Requirement: For the records below, print the lines from the line with "use std::collections::HashMap;" through the line with "(None while running)" exactly as written; include both end lines and exclude the rest.

Dataset entries:

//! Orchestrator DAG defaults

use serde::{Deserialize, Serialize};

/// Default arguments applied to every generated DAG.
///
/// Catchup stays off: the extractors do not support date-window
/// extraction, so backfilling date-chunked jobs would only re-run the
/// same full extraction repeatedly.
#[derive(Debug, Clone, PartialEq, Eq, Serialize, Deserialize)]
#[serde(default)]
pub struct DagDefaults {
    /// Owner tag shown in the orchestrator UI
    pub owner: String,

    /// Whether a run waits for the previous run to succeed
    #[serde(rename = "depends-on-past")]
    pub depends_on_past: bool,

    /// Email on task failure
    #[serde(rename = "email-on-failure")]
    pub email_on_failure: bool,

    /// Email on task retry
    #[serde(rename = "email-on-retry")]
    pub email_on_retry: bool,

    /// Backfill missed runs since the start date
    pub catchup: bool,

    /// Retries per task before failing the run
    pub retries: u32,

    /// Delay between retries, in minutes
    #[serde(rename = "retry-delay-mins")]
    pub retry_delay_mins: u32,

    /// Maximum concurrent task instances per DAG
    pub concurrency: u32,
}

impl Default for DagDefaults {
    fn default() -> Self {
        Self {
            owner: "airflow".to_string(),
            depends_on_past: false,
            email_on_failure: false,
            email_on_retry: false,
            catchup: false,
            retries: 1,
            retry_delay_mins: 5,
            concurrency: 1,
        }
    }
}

...

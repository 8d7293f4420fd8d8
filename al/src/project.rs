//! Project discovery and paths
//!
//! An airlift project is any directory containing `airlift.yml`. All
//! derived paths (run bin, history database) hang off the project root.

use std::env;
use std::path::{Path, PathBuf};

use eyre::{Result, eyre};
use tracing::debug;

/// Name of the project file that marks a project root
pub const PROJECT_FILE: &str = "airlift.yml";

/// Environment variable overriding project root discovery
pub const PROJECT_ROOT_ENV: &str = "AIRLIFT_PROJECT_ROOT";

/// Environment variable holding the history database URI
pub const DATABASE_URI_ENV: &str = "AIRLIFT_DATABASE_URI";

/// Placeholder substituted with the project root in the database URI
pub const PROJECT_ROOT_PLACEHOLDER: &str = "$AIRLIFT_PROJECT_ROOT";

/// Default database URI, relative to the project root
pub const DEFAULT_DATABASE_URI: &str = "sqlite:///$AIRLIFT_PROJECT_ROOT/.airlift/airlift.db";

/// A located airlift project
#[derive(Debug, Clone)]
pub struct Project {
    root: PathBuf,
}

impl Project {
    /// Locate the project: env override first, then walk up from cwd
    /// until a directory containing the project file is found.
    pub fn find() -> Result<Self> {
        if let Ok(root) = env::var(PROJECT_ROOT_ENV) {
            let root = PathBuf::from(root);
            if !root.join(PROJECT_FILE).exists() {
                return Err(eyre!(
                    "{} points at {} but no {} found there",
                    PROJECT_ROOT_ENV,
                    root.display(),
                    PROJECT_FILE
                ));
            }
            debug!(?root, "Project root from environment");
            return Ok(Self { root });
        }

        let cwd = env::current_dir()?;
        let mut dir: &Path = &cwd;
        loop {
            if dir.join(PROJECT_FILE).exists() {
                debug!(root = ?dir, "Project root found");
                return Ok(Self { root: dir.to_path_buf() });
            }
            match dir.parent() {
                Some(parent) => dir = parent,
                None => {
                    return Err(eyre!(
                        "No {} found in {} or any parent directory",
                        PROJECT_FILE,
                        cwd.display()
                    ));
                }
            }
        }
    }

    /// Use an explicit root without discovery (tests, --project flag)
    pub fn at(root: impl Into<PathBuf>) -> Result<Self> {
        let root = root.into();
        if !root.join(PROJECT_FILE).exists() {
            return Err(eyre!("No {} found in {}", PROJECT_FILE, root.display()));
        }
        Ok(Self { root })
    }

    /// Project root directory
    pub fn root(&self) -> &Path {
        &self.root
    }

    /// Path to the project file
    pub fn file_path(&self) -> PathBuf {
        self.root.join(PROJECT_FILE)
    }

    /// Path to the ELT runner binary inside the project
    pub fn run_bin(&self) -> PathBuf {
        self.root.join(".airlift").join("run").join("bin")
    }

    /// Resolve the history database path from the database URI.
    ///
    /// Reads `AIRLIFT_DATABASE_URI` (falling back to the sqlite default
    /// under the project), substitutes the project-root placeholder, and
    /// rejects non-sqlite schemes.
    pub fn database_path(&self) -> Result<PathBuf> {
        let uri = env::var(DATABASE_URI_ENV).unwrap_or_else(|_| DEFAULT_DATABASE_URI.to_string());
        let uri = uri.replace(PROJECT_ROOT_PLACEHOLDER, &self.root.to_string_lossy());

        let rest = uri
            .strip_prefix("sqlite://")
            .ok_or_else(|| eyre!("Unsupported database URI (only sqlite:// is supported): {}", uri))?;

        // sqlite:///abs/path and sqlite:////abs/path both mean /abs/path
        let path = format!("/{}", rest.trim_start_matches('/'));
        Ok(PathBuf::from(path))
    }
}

---

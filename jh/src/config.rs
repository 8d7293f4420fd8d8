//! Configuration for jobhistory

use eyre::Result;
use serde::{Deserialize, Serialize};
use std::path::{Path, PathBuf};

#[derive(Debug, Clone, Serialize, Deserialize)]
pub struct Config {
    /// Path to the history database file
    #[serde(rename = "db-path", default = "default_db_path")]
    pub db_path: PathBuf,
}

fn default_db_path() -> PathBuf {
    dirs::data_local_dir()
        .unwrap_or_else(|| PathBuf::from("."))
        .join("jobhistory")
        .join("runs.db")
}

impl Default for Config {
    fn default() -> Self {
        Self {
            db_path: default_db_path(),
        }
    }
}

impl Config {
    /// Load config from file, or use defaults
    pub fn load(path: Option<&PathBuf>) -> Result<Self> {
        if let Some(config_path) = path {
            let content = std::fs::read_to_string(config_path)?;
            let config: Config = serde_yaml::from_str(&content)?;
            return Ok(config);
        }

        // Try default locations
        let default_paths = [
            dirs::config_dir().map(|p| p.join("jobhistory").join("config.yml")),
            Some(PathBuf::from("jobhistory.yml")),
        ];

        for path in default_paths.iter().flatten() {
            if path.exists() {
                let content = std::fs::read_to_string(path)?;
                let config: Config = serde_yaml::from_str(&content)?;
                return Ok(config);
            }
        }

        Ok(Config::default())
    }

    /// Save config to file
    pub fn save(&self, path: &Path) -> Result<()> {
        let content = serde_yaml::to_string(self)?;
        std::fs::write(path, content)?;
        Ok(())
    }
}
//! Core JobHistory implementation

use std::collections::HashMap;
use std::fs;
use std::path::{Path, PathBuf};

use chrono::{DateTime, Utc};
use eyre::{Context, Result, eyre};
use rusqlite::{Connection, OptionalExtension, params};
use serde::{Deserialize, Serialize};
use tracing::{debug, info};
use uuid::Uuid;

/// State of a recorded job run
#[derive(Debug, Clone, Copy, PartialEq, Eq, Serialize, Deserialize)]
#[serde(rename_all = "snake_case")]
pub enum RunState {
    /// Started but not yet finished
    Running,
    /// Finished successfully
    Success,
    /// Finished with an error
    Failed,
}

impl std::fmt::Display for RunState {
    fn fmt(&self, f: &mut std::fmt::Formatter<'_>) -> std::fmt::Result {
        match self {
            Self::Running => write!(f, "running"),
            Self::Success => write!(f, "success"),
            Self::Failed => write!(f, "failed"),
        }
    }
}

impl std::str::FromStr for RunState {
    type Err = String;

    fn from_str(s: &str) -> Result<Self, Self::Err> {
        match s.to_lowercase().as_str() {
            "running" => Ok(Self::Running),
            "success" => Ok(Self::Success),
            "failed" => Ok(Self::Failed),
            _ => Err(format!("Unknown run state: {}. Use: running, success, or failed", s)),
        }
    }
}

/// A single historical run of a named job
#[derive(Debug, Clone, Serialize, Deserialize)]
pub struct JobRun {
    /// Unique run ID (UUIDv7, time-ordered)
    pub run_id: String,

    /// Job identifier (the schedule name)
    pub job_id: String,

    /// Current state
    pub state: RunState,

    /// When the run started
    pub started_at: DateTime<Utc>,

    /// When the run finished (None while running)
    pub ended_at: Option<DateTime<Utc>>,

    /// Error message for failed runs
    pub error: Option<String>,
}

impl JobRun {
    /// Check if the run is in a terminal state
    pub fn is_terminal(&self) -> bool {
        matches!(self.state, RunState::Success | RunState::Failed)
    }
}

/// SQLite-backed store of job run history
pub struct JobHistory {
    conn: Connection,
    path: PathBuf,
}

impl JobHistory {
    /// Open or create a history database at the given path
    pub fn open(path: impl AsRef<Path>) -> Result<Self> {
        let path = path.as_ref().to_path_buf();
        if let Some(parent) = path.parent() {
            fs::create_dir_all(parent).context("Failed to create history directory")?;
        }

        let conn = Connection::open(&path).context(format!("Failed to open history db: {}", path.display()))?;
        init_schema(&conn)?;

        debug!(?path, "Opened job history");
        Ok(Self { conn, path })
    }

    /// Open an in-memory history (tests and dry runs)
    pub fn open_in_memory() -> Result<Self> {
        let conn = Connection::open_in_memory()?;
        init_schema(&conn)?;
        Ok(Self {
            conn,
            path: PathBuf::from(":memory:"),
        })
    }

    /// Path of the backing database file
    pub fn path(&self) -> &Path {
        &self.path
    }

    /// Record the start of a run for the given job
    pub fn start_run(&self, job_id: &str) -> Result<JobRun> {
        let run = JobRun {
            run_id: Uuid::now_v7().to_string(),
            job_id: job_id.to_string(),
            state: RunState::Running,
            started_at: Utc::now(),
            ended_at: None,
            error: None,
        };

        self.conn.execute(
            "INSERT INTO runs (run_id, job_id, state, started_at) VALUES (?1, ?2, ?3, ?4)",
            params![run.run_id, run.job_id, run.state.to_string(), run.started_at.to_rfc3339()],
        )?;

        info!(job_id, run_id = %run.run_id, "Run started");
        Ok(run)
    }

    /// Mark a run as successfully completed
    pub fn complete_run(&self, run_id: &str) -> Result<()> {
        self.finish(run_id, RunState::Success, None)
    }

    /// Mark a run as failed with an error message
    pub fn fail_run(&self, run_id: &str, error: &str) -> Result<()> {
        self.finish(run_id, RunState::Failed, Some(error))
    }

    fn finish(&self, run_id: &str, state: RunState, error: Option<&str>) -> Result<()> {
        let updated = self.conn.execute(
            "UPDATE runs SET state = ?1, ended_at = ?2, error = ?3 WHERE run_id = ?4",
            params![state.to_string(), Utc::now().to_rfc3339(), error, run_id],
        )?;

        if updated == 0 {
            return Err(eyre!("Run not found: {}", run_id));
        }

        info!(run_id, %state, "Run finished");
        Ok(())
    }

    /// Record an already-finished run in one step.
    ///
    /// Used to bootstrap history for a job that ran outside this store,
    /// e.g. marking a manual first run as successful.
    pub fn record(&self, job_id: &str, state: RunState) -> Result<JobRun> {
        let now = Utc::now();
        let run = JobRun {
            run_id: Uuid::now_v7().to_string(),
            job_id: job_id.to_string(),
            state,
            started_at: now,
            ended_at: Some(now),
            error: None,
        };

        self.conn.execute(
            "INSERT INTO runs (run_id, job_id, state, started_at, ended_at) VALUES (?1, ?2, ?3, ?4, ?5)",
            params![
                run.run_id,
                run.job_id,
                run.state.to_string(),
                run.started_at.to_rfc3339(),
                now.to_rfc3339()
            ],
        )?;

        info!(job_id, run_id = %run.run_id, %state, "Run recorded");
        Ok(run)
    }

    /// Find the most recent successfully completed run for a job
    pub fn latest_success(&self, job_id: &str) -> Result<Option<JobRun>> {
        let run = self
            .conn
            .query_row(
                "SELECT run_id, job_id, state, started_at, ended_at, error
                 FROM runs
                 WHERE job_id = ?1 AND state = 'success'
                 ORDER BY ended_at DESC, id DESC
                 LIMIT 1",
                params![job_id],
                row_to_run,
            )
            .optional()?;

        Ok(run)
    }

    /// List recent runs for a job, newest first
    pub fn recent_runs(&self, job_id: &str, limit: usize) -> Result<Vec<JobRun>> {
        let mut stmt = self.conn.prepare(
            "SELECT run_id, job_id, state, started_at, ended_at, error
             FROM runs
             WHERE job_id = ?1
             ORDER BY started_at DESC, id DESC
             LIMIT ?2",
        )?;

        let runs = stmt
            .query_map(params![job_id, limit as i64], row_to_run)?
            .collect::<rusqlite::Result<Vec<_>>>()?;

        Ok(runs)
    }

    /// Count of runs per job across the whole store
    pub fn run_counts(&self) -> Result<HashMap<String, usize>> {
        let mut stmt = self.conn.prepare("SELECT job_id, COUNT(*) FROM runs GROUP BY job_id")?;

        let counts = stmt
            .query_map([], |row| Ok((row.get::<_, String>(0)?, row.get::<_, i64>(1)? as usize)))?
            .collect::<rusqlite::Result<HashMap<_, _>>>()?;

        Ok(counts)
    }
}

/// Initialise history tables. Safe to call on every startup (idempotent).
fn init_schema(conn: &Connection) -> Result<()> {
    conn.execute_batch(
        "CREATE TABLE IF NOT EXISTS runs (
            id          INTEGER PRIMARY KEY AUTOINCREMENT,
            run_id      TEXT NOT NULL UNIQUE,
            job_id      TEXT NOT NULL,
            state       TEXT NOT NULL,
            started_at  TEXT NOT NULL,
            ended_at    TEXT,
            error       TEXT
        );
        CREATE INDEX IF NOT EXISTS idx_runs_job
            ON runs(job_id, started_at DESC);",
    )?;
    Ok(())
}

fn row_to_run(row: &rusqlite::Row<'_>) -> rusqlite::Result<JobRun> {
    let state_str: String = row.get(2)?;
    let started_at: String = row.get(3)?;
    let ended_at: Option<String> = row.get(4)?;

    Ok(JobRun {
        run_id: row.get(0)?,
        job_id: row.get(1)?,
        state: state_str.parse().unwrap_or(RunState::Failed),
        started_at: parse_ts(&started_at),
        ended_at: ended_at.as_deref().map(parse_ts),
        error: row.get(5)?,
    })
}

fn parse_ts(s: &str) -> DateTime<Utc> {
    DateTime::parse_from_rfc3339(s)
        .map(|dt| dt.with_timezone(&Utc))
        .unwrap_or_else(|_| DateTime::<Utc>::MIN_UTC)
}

Your solution:
use std::collections::HashMap;
use std::fs;
use std::path::{Path, PathBuf};

use chrono::{DateTime, Utc};
use eyre::{Context, Result, eyre};
use rusqlite::{Connection, OptionalExtension, params};
use serde::{Deserialize, Serialize};
use tracing::{debug, info};
use uuid::Uuid;

/// State of a recorded job run
#[derive(Debug, Clone, Copy, PartialEq, Eq, Serialize, Deserialize)]
#[serde(rename_all = "snake_case")]
pub enum RunState {
    /// Started but not yet finished
    Running,
    /// Finished successfully
    Success,
    /// Finished with an error
    Failed,
}

impl std::fmt::Display for RunState {
    fn fmt(&self, f: &mut std::fmt::Formatter<'_>) -> std::fmt::Result {
        match self {
            Self::Running => write!(f, "running"),
            Self::Success => write!(f, "success"),
            Self::Failed => write!(f, "failed"),
        }
    }
}

impl std::str::FromStr for RunState {
    type Err = String;

    fn from_str(s: &str) -> Result<Self, Self::Err> {
        match s.to_lowercase().as_str() {
            "running" => Ok(Self::Running),
            "success" => Ok(Self::Success),
            "failed" => Ok(Self::Failed),
            _ => Err(format!("Unknown run state: {}. Use: running, success, or failed", s)),
        }
    }
}

/// A single historical run of a named job
#[derive(Debug, Clone, Serialize, Deserialize)]
pub struct JobRun {
    /// Unique run ID (UUIDv7, time-ordered)
    pub run_id: String,

    /// Job identifier (the schedule name)
    pub job_id: String,

    /// Current state
    pub state: RunState,

    /// When the run started
    pub started_at: DateTime<Utc>,

    /// When the run finished (None while running)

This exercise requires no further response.